[Collected data entries]

────────────────────

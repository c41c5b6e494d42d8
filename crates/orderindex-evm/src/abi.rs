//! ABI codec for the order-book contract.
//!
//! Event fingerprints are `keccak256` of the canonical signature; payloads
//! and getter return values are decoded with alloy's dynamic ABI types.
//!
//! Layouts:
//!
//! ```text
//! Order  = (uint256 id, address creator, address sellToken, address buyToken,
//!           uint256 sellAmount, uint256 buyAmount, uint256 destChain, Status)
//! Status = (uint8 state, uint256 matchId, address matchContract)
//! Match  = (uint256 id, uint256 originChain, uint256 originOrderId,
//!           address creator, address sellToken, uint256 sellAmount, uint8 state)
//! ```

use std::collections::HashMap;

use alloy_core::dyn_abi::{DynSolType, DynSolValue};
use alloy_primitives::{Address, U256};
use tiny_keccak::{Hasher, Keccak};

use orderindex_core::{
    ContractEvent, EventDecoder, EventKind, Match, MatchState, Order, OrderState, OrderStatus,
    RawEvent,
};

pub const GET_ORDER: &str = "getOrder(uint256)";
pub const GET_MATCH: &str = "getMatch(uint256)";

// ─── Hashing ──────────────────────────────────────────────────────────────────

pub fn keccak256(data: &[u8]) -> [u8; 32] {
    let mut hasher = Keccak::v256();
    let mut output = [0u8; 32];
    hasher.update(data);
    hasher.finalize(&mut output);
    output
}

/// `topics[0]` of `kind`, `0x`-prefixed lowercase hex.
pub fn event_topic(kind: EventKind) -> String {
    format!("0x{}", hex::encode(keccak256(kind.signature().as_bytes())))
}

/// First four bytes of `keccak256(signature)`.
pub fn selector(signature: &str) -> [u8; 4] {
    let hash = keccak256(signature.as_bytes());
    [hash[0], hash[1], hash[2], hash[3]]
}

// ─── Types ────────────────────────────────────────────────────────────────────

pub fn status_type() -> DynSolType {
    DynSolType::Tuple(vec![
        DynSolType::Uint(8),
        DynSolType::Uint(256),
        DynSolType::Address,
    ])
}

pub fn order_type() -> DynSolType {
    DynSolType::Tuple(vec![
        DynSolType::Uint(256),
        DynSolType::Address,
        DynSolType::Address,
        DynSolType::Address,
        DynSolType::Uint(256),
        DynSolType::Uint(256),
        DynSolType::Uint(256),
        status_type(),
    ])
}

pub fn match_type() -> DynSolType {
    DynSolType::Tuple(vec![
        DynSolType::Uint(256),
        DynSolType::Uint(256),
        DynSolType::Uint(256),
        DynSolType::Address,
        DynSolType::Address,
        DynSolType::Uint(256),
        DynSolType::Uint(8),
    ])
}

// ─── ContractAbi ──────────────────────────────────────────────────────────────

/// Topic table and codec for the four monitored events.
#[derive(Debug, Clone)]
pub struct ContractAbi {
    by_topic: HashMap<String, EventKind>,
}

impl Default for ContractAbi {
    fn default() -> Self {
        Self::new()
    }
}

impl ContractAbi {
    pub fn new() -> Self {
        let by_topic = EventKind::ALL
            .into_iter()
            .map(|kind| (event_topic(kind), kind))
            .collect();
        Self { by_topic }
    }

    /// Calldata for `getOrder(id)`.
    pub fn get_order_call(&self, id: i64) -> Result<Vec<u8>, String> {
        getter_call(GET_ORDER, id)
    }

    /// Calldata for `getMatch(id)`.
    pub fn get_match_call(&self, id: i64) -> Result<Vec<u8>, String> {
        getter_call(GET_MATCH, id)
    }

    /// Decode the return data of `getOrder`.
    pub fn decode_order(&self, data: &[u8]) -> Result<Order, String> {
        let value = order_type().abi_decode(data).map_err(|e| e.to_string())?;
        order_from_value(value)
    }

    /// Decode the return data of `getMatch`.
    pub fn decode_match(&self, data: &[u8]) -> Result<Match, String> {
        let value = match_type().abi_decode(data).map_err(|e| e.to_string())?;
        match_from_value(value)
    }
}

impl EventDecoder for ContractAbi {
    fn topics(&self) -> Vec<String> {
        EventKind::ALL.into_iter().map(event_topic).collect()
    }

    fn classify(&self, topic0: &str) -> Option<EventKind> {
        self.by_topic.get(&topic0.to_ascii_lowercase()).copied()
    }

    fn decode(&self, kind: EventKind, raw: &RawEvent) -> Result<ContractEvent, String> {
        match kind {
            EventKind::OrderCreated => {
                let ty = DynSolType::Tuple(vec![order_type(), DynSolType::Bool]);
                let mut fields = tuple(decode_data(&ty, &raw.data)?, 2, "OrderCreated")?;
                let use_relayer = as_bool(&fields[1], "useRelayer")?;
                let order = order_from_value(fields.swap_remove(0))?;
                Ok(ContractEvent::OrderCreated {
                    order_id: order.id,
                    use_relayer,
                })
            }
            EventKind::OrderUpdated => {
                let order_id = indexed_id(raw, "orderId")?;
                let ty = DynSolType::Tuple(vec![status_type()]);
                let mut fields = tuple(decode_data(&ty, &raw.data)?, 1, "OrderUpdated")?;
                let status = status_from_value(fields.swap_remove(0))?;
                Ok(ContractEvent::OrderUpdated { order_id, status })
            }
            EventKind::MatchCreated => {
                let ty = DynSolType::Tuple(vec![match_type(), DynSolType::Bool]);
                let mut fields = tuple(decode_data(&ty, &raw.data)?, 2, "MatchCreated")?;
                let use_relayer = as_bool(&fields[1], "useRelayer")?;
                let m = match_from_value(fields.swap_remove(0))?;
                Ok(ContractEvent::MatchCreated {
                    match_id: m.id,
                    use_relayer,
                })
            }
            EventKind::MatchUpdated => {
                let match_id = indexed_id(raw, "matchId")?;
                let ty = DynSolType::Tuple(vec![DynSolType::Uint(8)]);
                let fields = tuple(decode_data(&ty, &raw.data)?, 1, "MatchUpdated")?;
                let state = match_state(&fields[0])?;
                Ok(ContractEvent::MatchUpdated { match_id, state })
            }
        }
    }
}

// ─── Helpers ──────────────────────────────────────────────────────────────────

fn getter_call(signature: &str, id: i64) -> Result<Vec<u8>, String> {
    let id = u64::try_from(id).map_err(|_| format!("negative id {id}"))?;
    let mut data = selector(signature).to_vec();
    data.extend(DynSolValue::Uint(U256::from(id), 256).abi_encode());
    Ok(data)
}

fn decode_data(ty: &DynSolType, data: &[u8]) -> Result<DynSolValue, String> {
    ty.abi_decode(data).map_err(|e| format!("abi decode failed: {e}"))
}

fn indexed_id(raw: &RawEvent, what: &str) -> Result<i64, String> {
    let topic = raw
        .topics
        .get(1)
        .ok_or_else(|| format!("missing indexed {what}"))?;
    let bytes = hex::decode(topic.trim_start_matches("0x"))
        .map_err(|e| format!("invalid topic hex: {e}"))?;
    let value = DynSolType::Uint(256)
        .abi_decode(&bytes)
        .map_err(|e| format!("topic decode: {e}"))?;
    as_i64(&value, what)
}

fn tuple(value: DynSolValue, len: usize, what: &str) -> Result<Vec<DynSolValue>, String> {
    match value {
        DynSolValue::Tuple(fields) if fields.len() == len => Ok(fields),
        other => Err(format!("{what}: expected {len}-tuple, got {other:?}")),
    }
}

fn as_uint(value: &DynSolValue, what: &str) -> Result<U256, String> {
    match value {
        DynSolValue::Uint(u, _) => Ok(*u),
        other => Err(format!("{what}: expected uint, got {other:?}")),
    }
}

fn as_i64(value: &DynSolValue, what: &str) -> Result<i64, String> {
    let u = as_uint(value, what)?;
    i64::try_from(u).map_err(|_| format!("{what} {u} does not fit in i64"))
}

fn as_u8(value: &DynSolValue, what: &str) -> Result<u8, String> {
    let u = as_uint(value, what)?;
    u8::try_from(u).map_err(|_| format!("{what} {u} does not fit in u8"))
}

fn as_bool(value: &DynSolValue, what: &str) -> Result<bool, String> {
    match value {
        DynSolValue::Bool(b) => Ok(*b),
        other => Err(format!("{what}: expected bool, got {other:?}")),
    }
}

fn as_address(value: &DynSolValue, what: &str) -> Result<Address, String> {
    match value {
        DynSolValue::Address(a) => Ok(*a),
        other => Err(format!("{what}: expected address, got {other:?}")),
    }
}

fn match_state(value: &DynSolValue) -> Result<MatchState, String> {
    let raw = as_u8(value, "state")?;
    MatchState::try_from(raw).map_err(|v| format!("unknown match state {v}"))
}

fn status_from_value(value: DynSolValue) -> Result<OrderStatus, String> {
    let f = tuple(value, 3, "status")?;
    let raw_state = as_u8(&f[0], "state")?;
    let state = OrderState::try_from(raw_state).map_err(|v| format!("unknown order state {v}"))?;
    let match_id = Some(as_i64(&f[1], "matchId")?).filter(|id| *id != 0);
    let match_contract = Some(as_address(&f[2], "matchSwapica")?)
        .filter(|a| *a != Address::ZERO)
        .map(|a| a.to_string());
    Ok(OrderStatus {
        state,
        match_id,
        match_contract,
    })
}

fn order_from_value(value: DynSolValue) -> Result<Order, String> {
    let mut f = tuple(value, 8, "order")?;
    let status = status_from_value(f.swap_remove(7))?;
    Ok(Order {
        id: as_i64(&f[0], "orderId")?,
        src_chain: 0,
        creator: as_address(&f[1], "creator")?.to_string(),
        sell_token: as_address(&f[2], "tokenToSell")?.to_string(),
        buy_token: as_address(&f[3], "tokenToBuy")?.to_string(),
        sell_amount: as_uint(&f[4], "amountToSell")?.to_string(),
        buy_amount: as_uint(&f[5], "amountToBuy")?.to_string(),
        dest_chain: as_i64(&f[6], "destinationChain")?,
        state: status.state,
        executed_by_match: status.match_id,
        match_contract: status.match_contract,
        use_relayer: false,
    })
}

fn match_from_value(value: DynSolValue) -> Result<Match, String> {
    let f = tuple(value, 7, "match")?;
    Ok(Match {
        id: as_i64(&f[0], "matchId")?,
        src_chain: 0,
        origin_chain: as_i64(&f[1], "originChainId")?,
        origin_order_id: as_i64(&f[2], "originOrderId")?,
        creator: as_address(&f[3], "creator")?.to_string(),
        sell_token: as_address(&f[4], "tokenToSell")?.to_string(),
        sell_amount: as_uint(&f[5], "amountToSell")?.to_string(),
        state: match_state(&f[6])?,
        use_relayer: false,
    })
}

────────────────────

Assigned task:
Above are the records; report each line in them that includes the word "HashMap".

Written solution:
use std::collections::HashMap;
    by_topic: HashMap<String, EventKind>,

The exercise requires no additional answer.